Pow and McMilan^[1] reported on modifying a healing abutment with polymethylmethacrylate (PMMA) to simulate natural soft tissue and increase the width of the abutment for esthetic purposes, using a standard two-stage surgical protocol to replace a missing maxillary left first premolar. However, their method does not address the need to increase vertical dimension, as required in our case.

Yilmaz et al.^[5] described the use of laser welding to elevate the height of a healing abutment for a deeply placed implant. However, we opted not to use laser welding due to its sensitivity, cost, and the need for specialized equipment. As highlighted by Gowda et al., custom-shaped abutments provide the flexibility needed to mold the healing gingival tissue, thereby achieving an ideal emergence profile for permanent restoration.^[6] Deep subgingival implant placement often presents challenges in adequately supporting the supracrestal soft tissue, especially when relying on conventional prefabricated healing abutments.

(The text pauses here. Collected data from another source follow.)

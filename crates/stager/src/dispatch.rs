use std::sync::Arc;

use axum::extract::{Host, Request, State};
use axum::http::{Method, StatusCode, header};
use axum::response::{Html, IntoResponse, Response};
use stager_core::{Manager, Worker, WorkerState};
use tracing::warn;

use crate::error::DispatchError;
use crate::proxy;
use crate::templates::Templates;

#[derive(Clone)]
pub struct AppState {
    pub manager: Arc<Manager>,
    pub templates: Arc<Templates>,
}

/// The request-facing contract: resolve the tenant's worker (creating it on
/// first touch), then gate forwarding on its lifecycle state.
pub async fn dispatch(State(state): State<AppState>, Host(host): Host, req: Request) -> Response {
    let tenant = state.manager.config().tenant_name(&host).to_string();

    let worker = match state.manager.get(&tenant).await {
        Ok(worker) => worker,
        Err(err) => {
            warn!(tenant = %tenant, error = %err, "failed to resolve worker");
            return DispatchError::Resolve(err).into_response();
        }
    };

    dispatch_worker(&state, &tenant, worker, req).await
}

/// The state-gating switch, factored out of [`dispatch`] so it can be
/// exercised against a manually-constructed [`Worker`] without a real child
/// process or a full `axum` server.
pub async fn dispatch_worker(
    state: &AppState,
    tenant: &str,
    worker: Arc<Worker>,
    req: Request,
) -> Response {
    match worker.state.load() {
        WorkerState::New | WorkerState::Started => {
            let hold_for = state.manager.config().hold_for;
            let is_idempotent = req.method() == Method::GET;

            if !hold_for.is_zero() && !is_idempotent {
                if worker.ready_signal.wait(hold_for).await {
                    worker.touch();
                    proxy::forward(&worker.http, &worker.target_url, req).await
                } else {
                    (
                        StatusCode::GATEWAY_TIMEOUT,
                        format!("worker for {tenant} did not become ready in time"),
                    )
                        .into_response()
                }
            } else {
                Html(state.templates.render_loading(&worker)).into_response()
            }
        }
        WorkerState::Running => {
            worker.touch();
            proxy::forward(&worker.http, &worker.target_url, req).await
        }
        // Reaped workers are removed from the registry and can never be
        // returned by `Manager::get`; this arm exists defensively and treats
        // a reaped worker the same as a finished one.
        WorkerState::Finished | WorkerState::Reaped => (
            StatusCode::OK,
            [(header::CONTENT_TYPE, "text/plain; charset=utf-8")],
            format!("worker for {tenant} has finished, cleaning up"),
        )
            .into_response(),
        WorkerState::Errored => (
            StatusCode::OK,
            [(header::CONTENT_TYPE, "text/plain; charset=utf-8")],
            format!("worker for {tenant} errored after startup"),
        )
            .into_response(),
    }
}
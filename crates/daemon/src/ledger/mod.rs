// SPDX-License-Identifier: BUSL-1.1
// Copyright (c) 2026 Alfred Jean LLC

//! Process-local collaborators fed by the control routes.
//!
//! These keep just enough state for the introspection service to have
//! something to report when the daemon runs on its own.

mod jobs;
mod requests;

pub use jobs::{JobEvent, JobLedger};
pub use requests::{RequestRecord, RequestStats};
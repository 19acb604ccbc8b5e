// SPDX-License-Identifier: BUSL-1.1
// Copyright (c) 2026 Alfred Jean LLC

//! Declarative macros shared across the workspace.

/// Generate a `Display` impl that maps enum variants to string literals.
///
/// Unit variants match directly; tuple variants use `(..)` to ignore their
/// fields.
///
/// ```ignore
/// ctl_core::simple_display! {
///     JobCommand {
///         Enqueued => "enqueued",
///         Completed(..) => "completed",
///     }
/// }
/// ```
#[macro_export]
macro_rules! simple_display {
    ($enum:ty { $( $variant:ident $(( $($ignore:tt)* ))? => $str:expr ),+ $(,)? }) => {
        impl std::fmt::Display for $enum {
            fn fmt(&self, f: &mut std::fmt::Formatter<'_>) -> std::fmt::Result {
                f.write_str(match self {
                    $( Self::$variant $(( $($ignore)* ))? => $str, )+
                })
            }
        }
    };
}
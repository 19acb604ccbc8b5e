// SPDX-License-Identifier: BUSL-1.1
// Copyright (c) 2026 Alfred Jean LLC

// Allow panic!/unwrap/expect in test code
#![cfg_attr(test, allow(clippy::panic))]
#![cfg_attr(test, allow(clippy::unwrap_used))]
#![cfg_attr(test, allow(clippy::expect_used))]

//! ctl-mux: several logical control sessions ("routes") sharing one physical
//! stream connection.
//!
//! Every outbound [`FieldBox`](ctl_wire::FieldBox) is stamped with its route
//! key under the reserved [`ROUTE_FIELD`]; every inbound box is dispatched to
//! the session registered for the key it carries, with the field stripped.
//! Sessions see a private connection and never the tag.

mod connection;
mod error;
mod multiplexer;
mod receiver;
mod registry;
mod sender;
mod session;

#[cfg(any(test, feature = "test-support"))]
pub mod test_support;

pub use connection::Disconnect;
pub use error::MuxError;
pub use multiplexer::{ControlMultiplexer, MuxHandle};
pub use receiver::DispatchingReceiver;
pub use registry::{RouteRegistry, RouteRegistryBuilder};
pub use sender::{BoxTransport, ConnectionTransport, DispatchingSender};
pub use session::{ConnectionInfo, Peer, Session, SessionFactory};

/// Box field carrying the route key. Reserved for the multiplexer.
pub const ROUTE_FIELD: &str = "_route";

The method detailed in this case report is non-invasive, simple to perform, and yields favorable results. The custom abutment offers several advantages, including ease of fabrication, cost-effectiveness, and enhanced soft-tissue stabilization, all without the need for additional surgical procedures.^[7] This approach is particularly beneficial in cases where standard healing abutments are insufficient due to thick gingival tissue or the necessity for deep implant placement. By carefully shaping the gingiva during the healing phase, clinicians can ensure that the final restoration integrates seamlessly with the surrounding natural dentition, achieving both functional and esthetic success.

CONCLUSION

The custom-made healing abutment technique effectively manages deep subgingival implants where conventional abutments fall short due to thick gingival tissue. This tailored approach promotes optimal soft-tissue healing, improving the esthetics and stability of the final restoration. It is a cost-effective, non-invasive alternative to complex methods such as temporary abutments or laser welding, offering significant advantages in challenging implant-supported restorative cases.